[Dataset entries]
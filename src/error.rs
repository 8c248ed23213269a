use thiserror::Error;

macro_rules! malformed_error {
    // Single string version
    ($msg:expr) => {
        crate::Error::Malformed {
            message: $msg.to_string(),
            file: file!(),
            line: line!(),
        }
    };

    // Format string with arguments version
    ($fmt:expr, $($arg:tt)*) => {
        crate::Error::Malformed {
            message: format!($fmt, $($arg)*),
            file: file!(),
            line: line!(),
        }
    };
}

/// The generic Error type, which provides coverage for all errors this library can potentially
/// return.
///
/// Rule violations found while validating a contract are *not* errors: they are reported as
/// [`crate::metadata::diagnostics::Diagnostic`] values. This enum only covers failures of the
/// integration boundary, i.e. symbol data handed over by the host that cannot be interpreted at
/// all. The batch driver treats these as "skip this type" and keeps going.
///
/// # Error Categories
///
/// ## Host Data Errors
/// - [`Error::Malformed`] - Symbol data that violates basic structural expectations
/// - [`Error::NotAType`] - A symbol handed to the type visitor is not a type declaration
///
/// ## Catalog Errors
/// - [`Error::UnknownRule`] - A rule identifier that is not part of the diagnostic catalog
///
/// # Examples
///
/// ```rust
/// use protoscope::{Error, metadata::validation::Rule};
///
/// match Rule::from_id("rule-9999") {
///     Ok(rule) => println!("found {}", rule.id()),
///     Err(Error::UnknownRule(id)) => eprintln!("no such rule: {}", id),
///     Err(e) => eprintln!("other error: {}", e),
/// }
/// ```
#[derive(Error, Debug)]
pub enum Error {
    /// The host supplied symbol data that could not be interpreted.
    ///
    /// The error includes the source location where the malformation was detected for
    /// debugging purposes.
    ///
    /// # Fields
    ///
    /// * `message` - Detailed description of what was malformed
    /// * `file` - Source file where the error was detected
    /// * `line` - Source line where the error was detected
    #[error("Malformed - {file}:{line}: {message}")]
    Malformed {
        /// The message to be printed for the Malformed error
        message: String,
        /// The source file in which this error occured
        file: &'static str,
        /// The source line in which this error occured
        line: u32,
    },

    /// The visited symbol is not a type declaration.
    #[error("Symbol '{0}' is not a type declaration")]
    NotAType(String),

    /// The requested rule identifier is not part of the catalog.
    #[error("Unknown rule identifier - {0}")]
    UnknownRule(String),
}
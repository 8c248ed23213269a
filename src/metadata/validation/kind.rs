//! Classification of recognized contract attributes.
//!
//! The driver classifies each attribute application once into an [`AttributeKind`] and then
//! dispatches on it with an exhaustive `match`; attributes that do not classify are not contract
//! facts and are skipped.

use std::str::FromStr;

use strum::{Display, EnumIter, EnumString, IntoStaticStr};

/// Namespace the recognized attributes live in
pub const CONTRACT_NAMESPACE: &str = "ProtoBuf";

/// A recognized contract attribute.
#[derive(
    Debug, Clone, Copy, PartialEq, Eq, Hash, EnumString, EnumIter, Display, IntoStaticStr,
)]
pub enum AttributeKind {
    /// Marks a type as a serialization contract
    ProtoContract,
    /// Declares a serialized field on a member
    ProtoMember,
    /// Declares a serialized field for a named member, from the type
    ProtoPartialMember,
    /// Excludes a member from serialization
    ProtoIgnore,
    /// Excludes a named member from serialization, from the type
    ProtoPartialIgnore,
    /// Declares a subtype for polymorphic serialization
    ProtoInclude,
    /// Reserves field numbers or names
    ProtoReserved,
}

impl AttributeKind {
    /// Classifies an attribute by its type name.
    ///
    /// Accepts `ProtoMember`, `ProtoMemberAttribute` and the `ProtoBuf.`-qualified forms of
    /// both. Names from any other namespace do not classify.
    #[must_use]
    pub fn classify(type_name: &str) -> Option<AttributeKind> {
        let name = type_name.strip_prefix("global::").unwrap_or(type_name);
        let name = match name.rsplit_once('.') {
            Some((namespace, name)) if namespace == CONTRACT_NAMESPACE => name,
            Some(_) => return None,
            None => name,
        };
        let name = name.strip_suffix("Attribute").unwrap_or(name);
        AttributeKind::from_str(name).ok()
    }

    /// Returns true if the attribute is applied to the type itself
    #[must_use]
    pub fn is_type_level(self) -> bool {
        !self.is_member_level()
    }

    /// Returns true if the attribute is applied to a field or property
    #[must_use]
    pub fn is_member_level(self) -> bool {
        matches!(self, AttributeKind::ProtoMember | AttributeKind::ProtoIgnore)
    }
}
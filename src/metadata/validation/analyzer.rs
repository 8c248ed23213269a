//! # Contract Analysis Driver
//!
//! This module walks type declarations handed over by the host and turns the contract
//! attributes found on them into registrations against a fresh
//! [`TypeValidationContext`], then finalizes that context and adds the rules that need the
//! wider declaration: constructor presence and base-type cross checks.
//!
//! ## Visit Order
//!
//! For each type:
//! 1. Type-level attributes, in declaration order
//! 2. Member-level attributes, member by member
//! 3. Constructor requirement (rule-0015)
//! 4. Context checks (rule-0001 .. rule-0012)
//! 5. Base-type cross checks (rule-0013, rule-0014)
//!
//! Diagnostics of one type therefore come out in a stable order: the constructor finding first,
//! then the context findings, then the inheritance findings.
//!
//! ## Lazy Context
//!
//! The context is only created once the first recognized attribute is seen. A type without any
//! contract attribute gets no context and is only subject to the base-type checks.
//!
//! ## Parallel Processing
//!
//! Type visits share no state. [`ContractAnalyzer::analyze_all`] uses [`rayon`] to visit the
//! types of a batch concurrently when enabled in the configuration, and appends the per-type
//! results in input order so the output is reproducible regardless of scheduling.
//!
//! ## Error Handling
//!
//! Rule violations are diagnostics, never errors. Host data that cannot be interpreted yields an
//! [`crate::Error`] for that type only; batch analysis logs it and skips the type.

use rayon::prelude::*;
use tracing::{debug, trace, warn};

use crate::{
    metadata::{
        customattributes::{get_bool, get_type, AttributeInstance},
        diagnostics::{Diagnostic, Diagnostics},
        symbols::{BaseType, Symbol, TypeDeclaration},
        validation::{
            config::ValidationConfig,
            context::{Anchor, TypeValidationContext},
            facts::ContractFlags,
            kind::AttributeKind,
            rules::Rule,
        },
    },
    Error, Result,
};

/// Validates the serialization contracts of host type declarations.
///
/// The analyzer itself is immutable and can be shared between threads; every call to
/// [`ContractAnalyzer::analyze`] works on its own state.
///
/// # Examples
///
/// ```rust
/// use protoscope::metadata::{
///     customattributes::{AttributeArgument, AttributeInstance},
///     location::Location,
///     symbols::{Constructor, MemberSymbol, TypeDeclaration},
///     token::Token,
///     validation::{ContractAnalyzer, Rule},
/// };
///
/// let order = TypeDeclaration::new(Token(0x02000001), "Order", Location::new("Order.cs", 4, 1))
///     .with_attribute(AttributeInstance::new("ProtoContract"))
///     .with_member(MemberSymbol::new("Id").with_attribute(
///         AttributeInstance::new("ProtoMember").with_arg("tag", AttributeArgument::I4(0)),
///     ))
///     .with_constructor(Constructor::explicit(2));
///
/// let diagnostics = ContractAnalyzer::default().analyze(&order)?;
/// let rules: Vec<Rule> = diagnostics.iter().map(|d| d.rule).collect();
/// assert_eq!(rules, vec![Rule::ConstructorMissing, Rule::InvalidFieldNumber]);
/// # Ok::<(), protoscope::Error>(())
/// ```
#[derive(Debug, Clone, Copy, Default)]
pub struct ContractAnalyzer {
    config: ValidationConfig,
}

impl ContractAnalyzer {
    /// Creates an analyzer with the given configuration
    #[must_use]
    pub fn new(config: ValidationConfig) -> Self {
        Self { config }
    }

    /// Returns the active configuration
    #[must_use]
    pub fn config(&self) -> &ValidationConfig {
        &self.config
    }

    /// Visits an arbitrary host symbol.
    ///
    /// # Errors
    /// Returns [`Error::NotAType`] for symbols that are not type declarations, and the errors of
    /// [`ContractAnalyzer::analyze`] otherwise.
    pub fn analyze_symbol(&self, symbol: &Symbol) -> Result<Vec<Diagnostic>> {
        match symbol {
            Symbol::Type(declaration) => self.analyze(declaration),
            Symbol::Other(name) => Err(Error::NotAType(name.clone())),
        }
    }

    /// Validates one type declaration.
    ///
    /// # Errors
    /// Returns [`crate::Error::Malformed`] if the declaration has a null token, an empty name,
    /// or names itself as its base type.
    pub fn analyze(&self, declaration: &TypeDeclaration) -> Result<Vec<Diagnostic>> {
        Self::check_host_data(declaration)?;

        let context = Self::collect_facts(declaration);
        let mut diagnostics = Vec::new();

        self.check_constructors(declaration, context.as_ref(), &mut diagnostics);
        if let Some(context) = &context {
            diagnostics.extend(context.problems(&self.config));
        }
        if let Some(base) = &declaration.base {
            self.check_base_type(declaration, base, context.as_ref(), &mut diagnostics);
        }

        let contract = context
            .as_ref()
            .is_some_and(|c| c.has_flag(ContractFlags::IS_PROTO_CONTRACT));
        debug!(
            type_name = %declaration.name,
            contract,
            diagnostics = diagnostics.len(),
            "validated type"
        );
        Ok(diagnostics)
    }

    /// Validates a batch of type declarations.
    ///
    /// Types whose host data cannot be interpreted are logged and skipped; they never affect the
    /// validation of the other types. The result holds the diagnostics of each type in input
    /// order.
    pub fn analyze_all(&self, declarations: &[TypeDeclaration]) -> Diagnostics {
        let results: Vec<Vec<Diagnostic>> = if self.config.enable_parallel {
            declarations
                .par_iter()
                .map(|declaration| self.analyze_or_skip(declaration))
                .collect()
        } else {
            declarations
                .iter()
                .map(|declaration| self.analyze_or_skip(declaration))
                .collect()
        };

        let diagnostics = Diagnostics::new();
        for result in results {
            diagnostics.extend(result);
        }
        diagnostics
    }

    fn analyze_or_skip(&self, declaration: &TypeDeclaration) -> Vec<Diagnostic> {
        match self.analyze(declaration) {
            Ok(diagnostics) => diagnostics,
            Err(error) => {
                warn!(type_name = %declaration.name, %error, "skipping type");
                Vec::new()
            }
        }
    }

    fn check_host_data(declaration: &TypeDeclaration) -> Result<()> {
        if declaration.token.is_null() {
            return Err(malformed_error!(
                "Type '{}' has a null token",
                declaration.name
            ));
        }

        if declaration.name.is_empty() {
            return Err(malformed_error!(
                "Type with token {} has an empty name",
                declaration.token
            ));
        }

        if let Some(base) = &declaration.base {
            if base.token == declaration.token {
                return Err(malformed_error!(
                    "Type '{}' ({}) names itself as its base type",
                    declaration.name,
                    declaration.token
                ));
            }
        }

        Ok(())
    }

    /// Walks the type and its members, registering every recognized attribute.
    ///
    /// Returns `None` if no recognized attribute was found.
    fn collect_facts(declaration: &TypeDeclaration) -> Option<TypeValidationContext> {
        let mut context: Option<TypeValidationContext> = None;
        let new_context = || {
            TypeValidationContext::new(
                declaration.token,
                declaration.name.clone(),
                declaration.location.clone(),
                declaration.members.iter().map(|member| member.name.as_str()),
            )
        };

        let type_anchor = Anchor::new(&declaration.name, Some(&declaration.location));
        for attr in &declaration.attributes {
            let Some(kind) = AttributeKind::classify(&attr.type_name) else {
                continue;
            };
            if !kind.is_type_level() {
                trace!(type_name = %declaration.name, %kind, "member attribute on type, ignored");
                continue;
            }

            let context = context.get_or_insert_with(new_context);
            match kind {
                AttributeKind::ProtoContract => context.set_contract(type_anchor, attr),
                AttributeKind::ProtoInclude => context.add_include(type_anchor, attr),
                AttributeKind::ProtoReserved => context.add_reserved(type_anchor, attr),
                AttributeKind::ProtoPartialMember => context.add_member(type_anchor, attr, None),
                AttributeKind::ProtoPartialIgnore => context.add_ignore(type_anchor, attr, None),
                // filtered by placement above
                AttributeKind::ProtoMember | AttributeKind::ProtoIgnore => {}
            }
        }

        for member in &declaration.members {
            let anchor = Anchor::new(&member.name, member.location.as_ref());
            for attr in &member.attributes {
                let Some(kind) = AttributeKind::classify(&attr.type_name) else {
                    continue;
                };

                match kind {
                    AttributeKind::ProtoMember => context
                        .get_or_insert_with(new_context)
                        .add_member(anchor, attr, Some(member.name.as_str())),
                    AttributeKind::ProtoIgnore => context
                        .get_or_insert_with(new_context)
                        .add_ignore(anchor, attr, Some(member.name.as_str())),
                    AttributeKind::ProtoContract
                    | AttributeKind::ProtoPartialMember
                    | AttributeKind::ProtoPartialIgnore
                    | AttributeKind::ProtoInclude
                    | AttributeKind::ProtoReserved => {
                        trace!(
                            type_name = %declaration.name,
                            member = %member.name,
                            %kind,
                            "type attribute on member, ignored"
                        );
                    }
                }
            }
        }

        context
    }

    /// A contract type that declares instance constructors must keep a parameterless one,
    /// unless construction is skipped.
    fn check_constructors(
        &self,
        declaration: &TypeDeclaration,
        context: Option<&TypeValidationContext>,
        diagnostics: &mut Vec<Diagnostic>,
    ) {
        let Some(context) = context else {
            return;
        };
        if !context.has_flag(ContractFlags::IS_PROTO_CONTRACT)
            || context.has_flag(ContractFlags::SKIP_CONSTRUCTOR)
        {
            return;
        }

        let mut explicit = declaration
            .constructors
            .iter()
            .filter(|ctor| !ctor.is_static && !ctor.is_implicit)
            .peekable();
        if explicit.peek().is_none() {
            return;
        }
        if explicit.any(|ctor| ctor.parameter_count == 0) {
            return;
        }

        self.emit(
            diagnostics,
            Rule::ConstructorMissing,
            declaration,
            vec![declaration.name.clone()],
        );
    }

    /// Cross checks against the attributes of the direct base type.
    fn check_base_type(
        &self,
        declaration: &TypeDeclaration,
        base: &BaseType,
        context: Option<&TypeValidationContext>,
        diagnostics: &mut Vec<Diagnostic>,
    ) {
        let Some(base_contract) = Self::last_of_kind(&base.attributes, AttributeKind::ProtoContract)
        else {
            return;
        };
        if get_bool(base_contract, "IgnoreUnknownSubTypes").unwrap_or(false) {
            return;
        }

        let is_contract =
            context.is_some_and(|context| context.has_flag(ContractFlags::IS_PROTO_CONTRACT));
        if !is_contract {
            self.emit(
                diagnostics,
                Rule::SubTypeShouldBeContract,
                declaration,
                vec![declaration.name.clone(), base.name.clone()],
            );
        }

        let included = base
            .attributes
            .iter()
            .filter(|attr| {
                AttributeKind::classify(&attr.type_name) == Some(AttributeKind::ProtoInclude)
            })
            .filter_map(|attr| get_type(attr, "knownType"))
            .any(|target| target.token == declaration.token);
        if !included {
            self.emit(
                diagnostics,
                Rule::IncludeNotDeclared,
                declaration,
                vec![base.name.clone(), declaration.name.clone()],
            );
        }
    }

    fn last_of_kind(
        attributes: &[AttributeInstance],
        kind: AttributeKind,
    ) -> Option<&AttributeInstance> {
        attributes
            .iter()
            .rev()
            .find(|attr| AttributeKind::classify(&attr.type_name) == Some(kind))
    }

    fn emit(
        &self,
        diagnostics: &mut Vec<Diagnostic>,
        rule: Rule,
        declaration: &TypeDeclaration,
        args: Vec<String>,
    ) {
        if self.config.allows(rule) {
            diagnostics.push(Diagnostic::new(rule, declaration.location.clone(), args));
        }
    }
}
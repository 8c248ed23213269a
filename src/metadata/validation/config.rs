//! Validation configuration
//!
//! This module provides switches for the rule families the validator runs, plus whether batch
//! analysis may visit types in parallel. Every catalog rule belongs to exactly one family.

use crate::metadata::validation::Rule;

/// Configuration for contract validation
///
/// Disabling a family suppresses every diagnostic of that family; it never changes the outcome
/// of the other families.
#[derive(Debug, Clone, Copy, PartialEq, Eq)]
#[allow(clippy::struct_excessive_bools)]
pub struct ValidationConfig {
    /// Field number range checks (rule-0001)
    pub enable_field_number_validation: bool,

    /// Uniqueness of numbers, names and members, member resolution and declared/ignored
    /// conflicts (rule-0002, rule-0003, rule-0006, rule-0008, rule-0010)
    pub enable_duplicate_validation: bool,

    /// Reserved names/numbers and overlapping reservations (rule-0004, rule-0005, rule-0007)
    pub enable_reservation_validation: bool,

    /// Duplicate and non-derived includes (rule-0011, rule-0012)
    pub enable_include_validation: bool,

    /// Contract marker presence (rule-0009)
    pub enable_contract_validation: bool,

    /// Parameterless constructor requirement (rule-0015)
    pub enable_constructor_validation: bool,

    /// Base-type cross checks (rule-0013, rule-0014)
    pub enable_inheritance_validation: bool,

    /// Visit types of a batch in parallel
    pub enable_parallel: bool,
}

impl Default for ValidationConfig {
    fn default() -> Self {
        Self {
            enable_field_number_validation: true,
            enable_duplicate_validation: true,
            enable_reservation_validation: true,
            enable_include_validation: true,
            enable_contract_validation: true,
            enable_constructor_validation: true,
            enable_inheritance_validation: true,
            enable_parallel: true,
        }
    }
}

impl ValidationConfig {
    /// Creates a configuration with every rule family disabled
    #[must_use]
    pub fn disabled() -> Self {
        Self {
            enable_field_number_validation: false,
            enable_duplicate_validation: false,
            enable_reservation_validation: false,
            enable_include_validation: false,
            enable_contract_validation: false,
            enable_constructor_validation: false,
            enable_inheritance_validation: false,
            enable_parallel: false,
        }
    }

    /// Creates a minimal configuration: only checks that would corrupt the wire format
    ///
    /// Field numbers must be legal and unique; everything else is skipped.
    #[must_use]
    pub fn minimal() -> Self {
        Self {
            enable_field_number_validation: true,
            enable_duplicate_validation: true,
            ..Self::disabled()
        }
    }

    /// Creates a configuration with every family enabled and sequential batch processing
    #[must_use]
    pub fn strict() -> Self {
        Self {
            enable_parallel: false,
            ..Self::default()
        }
    }

    /// Returns true if diagnostics of `rule` should be reported
    #[must_use]
    pub fn allows(&self, rule: Rule) -> bool {
        match rule {
            Rule::InvalidFieldNumber => self.enable_field_number_validation,
            Rule::MemberNotFound
            | Rule::DuplicateFieldNumber
            | Rule::DuplicateFieldName
            | Rule::DuplicateMember
            | Rule::DeclaredAndIgnored => self.enable_duplicate_validation,
            Rule::ReservedFieldName
            | Rule::ReservedFieldNumber
            | Rule::OverlappingReservations => self.enable_reservation_validation,
            Rule::DuplicateInclude | Rule::IncludeNonDerived => self.enable_include_validation,
            Rule::MissingContract => self.enable_contract_validation,
            Rule::ConstructorMissing => self.enable_constructor_validation,
            Rule::IncludeNotDeclared | Rule::SubTypeShouldBeContract => {
                self.enable_inheritance_validation
            }
        }
    }
}

#[cfg(test)]
mod tests {
    use super::*;
    use strum::IntoEnumIterator;

    #[test]
    fn default_allows_everything() {
        let config = ValidationConfig::default();
        assert!(Rule::iter().all(|rule| config.allows(rule)));
        assert!(config.enable_parallel);
    }

    #[test]
    fn disabled_allows_nothing() {
        let config = ValidationConfig::disabled();
        assert!(Rule::iter().all(|rule| !config.allows(rule)));
    }

    #[test]
    fn minimal_keeps_wire_checks() {
        let config = ValidationConfig::minimal();
        assert!(config.allows(Rule::InvalidFieldNumber));
        assert!(config.allows(Rule::DuplicateFieldNumber));
        assert!(!config.allows(Rule::OverlappingReservations));
        assert!(!config.allows(Rule::ConstructorMissing));
        assert!(!config.enable_parallel);
    }

    #[test]
    fn strict_is_sequential() {
        let config = ValidationConfig::strict();
        assert!(Rule::iter().all(|rule| config.allows(rule)));
        assert!(!config.enable_parallel);
    }
}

> **WHAT TO PRODUCE**: When the word "applied" occurs in a line above, list that line.

> **TASK SOLUTION**:
    /// Returns true if the attribute is applied to the type itself
    /// Returns true if the attribute is applied to a field or property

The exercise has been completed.